- WHAT YOU SHOULD DO:
Keyword search on "tokio": report each line of the records that contains it.

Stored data
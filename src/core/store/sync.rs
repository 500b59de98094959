//! Background snapshot writer
//!
//! Every ledger mutation hands a full snapshot to a single writer task. The
//! task applies writes one at a time in the order they were queued, so the
//! store never sees two concurrent writes and the last queued snapshot is
//! the one left in the store. Callers get a [`PendingWrite`] back and may
//! await it or drop it.

use super::{KeyValueStore, StoreError};
use crate::{debug, error};
use std::sync::Arc;
use tokio::sync::{mpsc, oneshot};

type WriteResult = Result<(), StoreError>;

struct WriteRequest {
    payload: String,
    done: oneshot::Sender<WriteResult>,
}

/// Handle to a queued snapshot write.
///
/// Dropping the handle does not cancel the write.
#[derive(Debug)]
pub struct PendingWrite {
    rx: oneshot::Receiver<WriteResult>,
}

impl PendingWrite {
    /// A write that failed before it could be queued
    #[must_use]
    pub fn failed(err: StoreError) -> Self {
        let (tx, rx) = oneshot::channel();
        let _ = tx.send(Err(err));
        Self { rx }
    }

    /// Wait until the store has applied (or rejected) this write.
    ///
    /// # Errors
    /// Returns the store's write error, or [`StoreError::WriterClosed`] if the
    /// writer task went away before acknowledging
    pub async fn settled(self) -> WriteResult {
        self.rx.await.unwrap_or(Err(StoreError::WriterClosed))
    }
}

/// Queue in front of the writer task for one store key
#[derive(Debug, Clone)]
pub struct SnapshotWriter {
    tx: mpsc::UnboundedSender<WriteRequest>,
}

impl SnapshotWriter {
    /// Spawn the writer task for `key` on the current tokio runtime.
    ///
    /// The task exits once every `SnapshotWriter` clone is dropped and the
    /// queue has drained.
    ///
    /// # Panics
    /// Panics if called outside a tokio runtime
    #[must_use]
    pub fn spawn(store: Arc<dyn KeyValueStore>, key: &str) -> Self {
        let (tx, mut rx) = mpsc::unbounded_channel::<WriteRequest>();
        let key = key.to_string();

        tokio::spawn(async move {
            while let Some(request) = rx.recv().await {
                let result = store.write(&key, &request.payload).await;
                match &result {
                    Ok(()) => debug!("Snapshot written to '{key}' ({} bytes)", request.payload.len()),
                    Err(e) => error!("Snapshot write failed: {e}"),
                }
                let _ = request.done.send(result);
            }
        });

        Self { tx }
    }

    /// Queue a snapshot for writing
    pub fn submit(&self, payload: String) -> PendingWrite {
        let (done, rx) = oneshot::channel();
        if let Err(mpsc::error::SendError(request)) = self.tx.send(WriteRequest { payload, done }) {
            error!("Snapshot writer is closed; dropping write");
            let _ = request.done.send(Err(StoreError::WriterClosed));
        }
        PendingWrite { rx }
    }
}
//! File-backed store
//!
//! Each key maps to `<data_dir>/<key>.json`. Writes go to a temporary file
//! first and are renamed into place, so a crash mid-write leaves either the
//! previous snapshot or the new one, never a partial file.

use super::{KeyValueStore, StoreError};
use async_trait::async_trait;
use std::io::ErrorKind;
use std::path::{Path, PathBuf};
use tokio::fs;

/// Store that keeps one JSON file per key inside a data directory
#[derive(Debug, Clone)]
pub struct FileStore {
    data_dir: PathBuf,
}

impl FileStore {
    /// Create a store rooted at `data_dir`. The directory is created on first write.
    #[must_use]
    pub fn new<P: AsRef<Path>>(data_dir: P) -> Self {
        Self {
            data_dir: data_dir.as_ref().to_path_buf(),
        }
    }

    /// Directory holding the store files
    #[must_use]
    pub fn data_dir(&self) -> &Path {
        &self.data_dir
    }

    /// Path of the file backing `key`
    #[must_use]
    pub fn path_for(&self, key: &str) -> PathBuf {
        self.data_dir.join(format!("{key}.json"))
    }

    fn tmp_path_for(&self, key: &str) -> PathBuf {
        self.data_dir.join(format!("{key}.json.tmp"))
    }
}

#[async_trait]
impl KeyValueStore for FileStore {
    async fn read(&self, key: &str) -> Result<Option<String>, StoreError> {
        match fs::read_to_string(self.path_for(key)).await {
            Ok(content) => Ok(Some(content)),
            Err(e) if e.kind() == ErrorKind::NotFound => Ok(None),
            Err(source) => Err(StoreError::Read {
                key: key.to_string(),
                source,
            }),
        }
    }

    async fn write(&self, key: &str, value: &str) -> Result<(), StoreError> {
        let wrap = |source: std::io::Error| StoreError::Write {
            key: key.to_string(),
            source,
        };

        fs::create_dir_all(&self.data_dir).await.map_err(wrap)?;

        let tmp_path = self.tmp_path_for(key);
        fs::write(&tmp_path, value).await.map_err(wrap)?;
        fs::rename(&tmp_path, self.path_for(key))
            .await
            .map_err(wrap)?;
        Ok(())
    }
}
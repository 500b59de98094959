//! Course entry form state

use super::{Added, Field, Ledger, ValidationError};

/// The three text inputs used to add a course.
///
/// Fields are cleared only after a successful submit; a rejected submit
/// leaves them as typed so the user can fix the offending one.
#[derive(Debug, Clone, Default, PartialEq, Eq)]
pub struct CourseForm {
    /// Course name text
    pub course: String,
    /// Credits text
    pub credits: String,
    /// Grade text
    pub grade: String,
}

impl CourseForm {
    /// Create an empty form
    #[must_use]
    pub fn new() -> Self {
        Self::default()
    }

    /// Current text of a field
    #[must_use]
    pub fn get(&self, field: Field) -> &str {
        match field {
            Field::Course => &self.course,
            Field::Credits => &self.credits,
            Field::Grade => &self.grade,
        }
    }

    /// Replace the text of a field
    pub fn set(&mut self, field: Field, text: impl Into<String>) {
        let slot = match field {
            Field::Course => &mut self.course,
            Field::Credits => &mut self.credits,
            Field::Grade => &mut self.grade,
        };
        *slot = text.into();
    }

    /// Empty all three fields
    pub fn clear(&mut self) {
        self.course.clear();
        self.credits.clear();
        self.grade.clear();
    }

    /// Whether every field is empty
    #[must_use]
    pub fn is_blank(&self) -> bool {
        self.course.is_empty() && self.credits.is_empty() && self.grade.is_empty()
    }

    /// Add the entered course to `ledger`, clearing the form on success.
    ///
    /// # Errors
    /// Returns the validation failure; the form is left untouched
    pub fn submit(&mut self, ledger: &mut Ledger) -> Result<Added, ValidationError> {
        let added = ledger.add_course(&self.course, &self.credits, &self.grade)?;
        self.clear();
        Ok(added)
    }
}
//! Course id allocation

use crate::core::models::CourseId;
use std::time::{SystemTime, UNIX_EPOCH};

/// Hands out strictly increasing ids based on wall-clock milliseconds.
///
/// When the clock repeats a value or steps backwards the next id is the
/// previous id plus one, so ids never collide with each other or with any
/// id restored from the store. Once `u64::MAX` has been handed out, ids are
/// taken from the first value at or above the clock that `taken` rejects.
#[derive(Debug, Clone, Default)]
pub struct IdSource {
    last: u64,
}

impl IdSource {
    /// Source whose ids are all greater than `last`
    #[must_use]
    pub const fn starting_after(last: u64) -> Self {
        Self { last }
    }

    /// Next id given the current time in milliseconds.
    ///
    /// `taken` reports ids already in use; it is only consulted once the
    /// increasing range is exhausted.
    pub fn next_at(&mut self, now_ms: u64, taken: impl Fn(CourseId) -> bool) -> CourseId {
        if let Some(next) = self.last.checked_add(1) {
            let id = now_ms.max(next);
            self.last = id;
            return CourseId(id);
        }

        let mut candidate = now_ms;
        while taken(CourseId(candidate)) {
            candidate = candidate.wrapping_add(1);
        }
        CourseId(candidate)
    }

    /// Next id using the system clock
    pub fn next_id(&mut self, taken: impl Fn(CourseId) -> bool) -> CourseId {
        self.next_at(now_millis(), taken)
    }
}

fn now_millis() -> u64 {
    SystemTime::now()
        .duration_since(UNIX_EPOCH)
        .map_or(0, |d| u64::try_from(d.as_millis()).unwrap_or(u64::MAX))
}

- THE COMPLETED TASK:
use tokio::sync::{mpsc, oneshot};
    /// Spawn the writer task for `key` on the current tokio runtime.
    /// Panics if called outside a tokio runtime
        tokio::spawn(async move {
use tokio::fs;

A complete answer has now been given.